Weight, too, has been shed, with the iPad Air 2 slimming to a svelte 437g, down from 469g. While 32g less might not sound like a lot, combined with the thinner case, it makes the new iPad so much easier to hold. With the weight being equally distributed, this is a tablet that you can happily carry around everywhere with you and hold for long periods of time one-handed.
Build quality hasn’t suffered in the slightest, with the precision-cut aluminium case just as stunning and as gorgeous as its always been. It also gives the iPad Air 2 the look and feel of a premium tablet, which plastic models just don’t have.
To match the iPhone line-up, this year sees the introduction of the gold model, alongside silver and space grey; only the newer iPhone 6S has an extra colour: rose gold. It’ll depend on your personal preference as to which model you want, although it’s fair to say that each one has its charms, and the colouring is done subtly and tastefully across the range.

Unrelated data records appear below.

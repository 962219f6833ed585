use crate::{NodeId, Rectangle};
use chrono::{DateTime, Utc};
use serde::{Deserialize, Serialize};

/// A tree mutation with timestamp
#[derive(Debug, Clone, Serialize, Deserialize)]
pub struct TreeEvent {
    pub timestamp: DateTime<Utc>,
    pub event: EventType,
}

impl TreeEvent {
    /// Create a new event with the current timestamp
    pub fn new(event: EventType) -> Self {
        Self {
            timestamp: Utc::now(),
            event,
        }
    }

    /// Create a new event with a specific timestamp
    pub fn with_timestamp(timestamp: DateTime<Utc>, event: EventType) -> Self {
        Self { timestamp, event }
    }
}

/// Mutations that can be applied to the live tree
#[derive(Debug, Clone, Serialize, Deserialize, PartialEq)]
pub enum EventType {
    NodeCreated {
        id: NodeId,
        parent: Option<NodeId>,
        tag: String,
        bounds: Rectangle,
    },

    NodeResized {
        id: NodeId,
        old_bounds: Rectangle,
        new_bounds: Rectangle,
    },

    NodeMoved {
        id: NodeId,
        dx: f32,
        dy: f32,
    },

    NodeReparented {
        id: NodeId,
        old_parent: Option<NodeId>,
        new_parent: NodeId,
    },

    NodeRemoved {
        id: NodeId,
    },

    StyleChanged {
        id: NodeId,
        property: String,
        value: Option<String>,
    },

    ClassChanged {
        id: NodeId,
        class: String,
        present: bool,
    },

    AttributeChanged {
        id: NodeId,
        name: String,
        value: Option<String>,
    },
}

impl EventType {
    /// Structural events change parent/child links
    pub fn is_structural(&self) -> bool {
        matches!(
            self,
            EventType::NodeCreated { .. }
                | EventType::NodeReparented { .. }
                | EventType::NodeRemoved { .. }
        )
    }
}

#[cfg(test)]
mod tests {
    use super::*;

    #[test]
    fn test_event_creation() {
        let event = TreeEvent::new(EventType::NodeCreated {
            id: NodeId::new(),
            parent: None,
            tag: "div".to_string(),
            bounds: Rectangle::new(0.0, 0.0, 100.0, 100.0),
        });

        assert!(event.timestamp <= Utc::now());
        assert!(event.event.is_structural());
    }

    #[test]
    fn test_event_serialization() {
        let id = NodeId::new();
        let new_parent = NodeId::new();
        let event = TreeEvent::new(EventType::NodeReparented {
            id,
            old_parent: None,
            new_parent,
        });

        let json = serde_json::to_string(&event).unwrap();
        let deserialized: TreeEvent = serde_json::from_str(&json).unwrap();

        assert_eq!(event.event, deserialized.event);
    }

    #[test]
    fn test_style_change_is_not_structural() {
        let event = EventType::StyleChanged {
            id: NodeId::new(),
            property: "color".to_string(),
            value: Some("#fff".to_string()),
        };
        assert!(!event.is_structural());
    }
}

Apple's obviously fans of the colour range, as it's made the same options available with the new MacBook.
A few minor case changes have been made. Gone is the switch on the side, which could be assigned to rotation lock or mute, depending on your preference. Instead, both of these options are available from Control Centre, which you can slide up from the bottom of any screen.
Arguably, the most convenient use of the switch was for mute, but this is more useful on an iPhone where you’ll get more calls and texts, not to mention that you’ll be more likely to have the device on you. With an iPad, I found that I used the mute option relatively rarely, so having a software control isn’t a bad thing.
Apple has also slightly redesigned the volume buttons, housing them in a recess, rather than having each button poke through its own hole. There’s no difference in the feel, although the new design is a little more attractive and neater than the old.